*PROBLEM STATEMENT*
Nothing but the lines holding the string "flag" should appear in the answer. Copy them from the entries.

=== Section Start ===

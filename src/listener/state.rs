// DANS : src/listener/state.rs

use lru::LruCache;
use std::num::NonZeroUsize;
use std::sync::atomic::{AtomicBool, Ordering};
use std::sync::Arc;

/// Ensemble borné des signatures déjà vues. Jamais relu par `get`, donc la plus ancienne est évincée en premier.
#[derive(Debug)]
pub struct SignatureCache {
    seen: LruCache<String, ()>,
}

impl SignatureCache {
    pub fn new(capacity: usize) -> Self {
        let capacity = NonZeroUsize::new(capacity).unwrap_or(NonZeroUsize::MIN);
        Self { seen: LruCache::new(capacity) }
    }

    pub fn contains(&self, signature: &str) -> bool {
        self.seen.contains(signature)
    }

    /// Retourne `false` si la signature était déjà connue.
    pub fn insert(&mut self, signature: &str) -> bool {
        if self.seen.contains(signature) {
            return false;
        }
        self.seen.put(signature.to_string(), ());
        true
    }

    pub fn len(&self) -> usize {
        self.seen.len()
    }

    pub fn is_empty(&self) -> bool {
        self.seen.is_empty()
    }

    pub fn capacity(&self) -> usize {
        self.seen.cap().get()
    }
}

/// Remet le drapeau "en vol" à faux quand il sort de portée, y compris sur panic.
#[derive(Debug)]
pub struct InFlightGuard {
    flag: Arc<AtomicBool>,
}

impl Drop for InFlightGuard {
    fn drop(&mut self) {
        self.flag.store(false, Ordering::Release);
    }
}

/// L'état de déduplication du listener : un seul pipeline en vol, et les signatures récentes.
#[derive(Debug)]
pub struct ListenerState {
    in_flight: Arc<AtomicBool>,
    processed: SignatureCache,
}

impl ListenerState {
    pub fn new(cache_capacity: usize) -> Self {
        Self {
            in_flight: Arc::new(AtomicBool::new(false)),
            processed: SignatureCache::new(cache_capacity),
        }
    }

    pub fn is_in_flight(&self) -> bool {
        self.in_flight.load(Ordering::Acquire)
    }

    /// `None` si une exécution est déjà en cours.
    pub fn try_begin(&self) -> Option<InFlightGuard> {
        self.in_flight
            .compare_exchange(false, true, Ordering::AcqRel, Ordering::Acquire)
            .ok()
            .map(|_| InFlightGuard { flag: self.in_flight.clone() })
    }

    pub fn already_processed(&self, signature: &str) -> bool {
        self.processed.contains(signature)
    }

    pub fn remember(&mut self, signature: &str) -> bool {
        self.processed.insert(signature)
    }

    pub fn processed(&self) -> &SignatureCache {
        &self.processed
    }
}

=== Section End ===

*ANSWER TO THIS PROBLEM*
    flag: Arc<AtomicBool>,
        self.flag.store(false, Ordering::Release);
            .map(|_| InFlightGuard { flag: self.in_flight.clone() })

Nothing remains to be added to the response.